All imports and libraries needed for this Project

In [1]:
import torch
from unsloth import FastLanguageModel
from unsloth.chat_templates import get_chat_template
from trl import SFTTrainer
from transformers import TrainingArguments, DataCollatorForSeq2Seq
from unsloth import is_bfloat16_supported
from unsloth.chat_templates import standardize_sharegpt
from datasets import load_dataset
from transformers import TextStreamer
from tqdm import tqdm
import math
import random


🦥 Unsloth: Will patch your computer to enable 2x faster free finetuning.


  from .autonotebook import tqdm as notebook_tqdm


Unsloth: Failed to patch Gemma3ForConditionalGeneration.
🦥 Unsloth Zoo will now patch everything to make training faster!


# Load Base Llama 3.2 1 B Model
- use 4 bit quantization.
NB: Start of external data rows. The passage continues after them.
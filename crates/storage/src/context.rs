// SPDX-License-Identifier: BUSL-1.1
// Copyright (c) 2026 Alfred Jean LLC

//! The per-batch state-cache scratch area (spec §3, §4.1).

use std::collections::HashSet;
use sw_adapters::{StatesBackend, StatesError};
use sw_core::{Fingerprint, Request};

/// Anything that can hand over a finite sequence of fingerprint-bearing
/// requests to `to_fetch` — a single request or any slice of them (spec
/// §9: "prefer always passing a sequence at call sites").
pub trait ToFetch {
    fn fingerprints(&self) -> Vec<Fingerprint>;
}

impl ToFetch for Request {
    fn fingerprints(&self) -> Vec<Fingerprint> {
        vec![self.fingerprint.clone()]
    }
}

impl ToFetch for [Request] {
    fn fingerprints(&self) -> Vec<Fingerprint> {
        self.iter().map(|r| r.fingerprint.clone()).collect()
    }
}

impl ToFetch for Vec<Request> {
    fn fingerprints(&self) -> Vec<Fingerprint> {
        self.as_slice().fingerprints()
    }
}

/// Mediates the fetch → set → mutate → update-cache → flush protocol
/// against a [`StatesBackend`] for one worker instance's whole lifetime;
/// `pending_fetch` and `touched` are reset every batch (spec §3).
pub struct StatesContext<B: StatesBackend> {
    backend: B,
    pending_fetch: HashSet<Fingerprint>,
    touched: Vec<Request>,
}

impl<B: StatesBackend> StatesContext<B> {
    pub fn new(backend: B) -> Self {
        Self {
            backend,
            pending_fetch: HashSet::new(),
            touched: Vec::new(),
        }
    }

    /// Enroll a request's (or requests') fingerprints for the next
    /// `fetch()` call.
    pub fn to_fetch(&mut self, item: &impl ToFetch) {
        self.pending_fetch.extend(item.fingerprints());
    }

    /// Bulk-load cache entries for everything enrolled since the last
    /// `fetch()`, then clear `pending_fetch`.
    pub async fn fetch(&mut self) -> Result<(), StatesError> {
        let fingerprints: Vec<_> = self.pending_fetch.drain().collect();
        self.backend.fetch(&fingerprints).await
    }

    /// Overwrite cached state for `requests` and remember them so
    /// `release()` writes them back.
    pub async fn set_states(&mut self, requests: &[Request]) -> Result<(), StatesError> {
        self.backend.set_states(requests).await?;
        self.touched.extend_from_slice(requests);
        Ok(())
    }

    /// Write `requests`' cached state back to durable storage immediately,
    /// independent of `touched`. Handlers call this directly (spec §4.4);
    /// the redundancy with `release()`'s batch-level write-back is
    /// intentional — see the design notes on double state I/O.
    pub async fn update_cache(&mut self, requests: &[Request]) -> Result<(), StatesError> {
        self.backend.update_cache(requests).await
    }

    /// Shorthand: `to_fetch` + `fetch` + `set_states`, appending to
    /// `touched`.
    pub async fn refresh_and_keep(&mut self, requests: &[Request]) -> Result<(), StatesError> {
        self.to_fetch(&requests.to_vec());
        self.fetch().await?;
        self.set_states(requests).await
    }

    /// Write back everything touched since the last `release()`, then
    /// clear `touched`.
    pub async fn release(&mut self) -> Result<(), StatesError> {
        let touched = std::mem::take(&mut self.touched);
        self.backend.update_cache(&touched).await
    }

    /// Persist the entire cache to durable storage. May interleave with
    /// ordinary batches at arbitrary points — the backend guarantees this
    /// is safe (spec §4.1, §5).
    pub async fn flush(&mut self) -> Result<(), StatesError> {
        self.backend.flush().await
    }

    pub fn pending_fetch_len(&self) -> usize {
        self.pending_fetch.len()
    }

    pub fn touched_len(&self) -> usize {
        self.touched.len()
    }

    pub fn backend(&self) -> &B {
        &self.backend
    }
}

#[cfg(test)]
#[path = "context_tests.rs"]
mod tests;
This greatly reduces GPU memory usage.

In [2]:
max_seq_length = 2048 
dtype = None # None for auto detection.
load_in_4bit = True # Use 4bit quantization 

model, tokenizer = FastLanguageModel.from_pretrained(
    model_name = "unsloth/Llama-3.2-1B-Instruct",
    max_seq_length = max_seq_length,
    dtype = dtype,
    load_in_4bit = load_in_4bit,
)

==((====))==  Unsloth 2025.3.19: Fast Llama patching. Transformers: 4.51.3.
   \\   /|    GRID A100X-20C. Num GPUs = 1. Max memory: 19.996 GB. Platform: Linux.
O^O/ \_/ \    Torch: 2.6.0+cu124. CUDA: 8.0. CUDA Toolkit: 12.4. Triton: 3.2.0
\        /    Bfloat16 = TRUE. FA [Xformers = 0.0.29.post3. FA2 = False]
 "-____-"     Free license: http://github.com/unslothai/unsloth
Unsloth: Fast downloading is enabled - ignore downloading bars which are red colored!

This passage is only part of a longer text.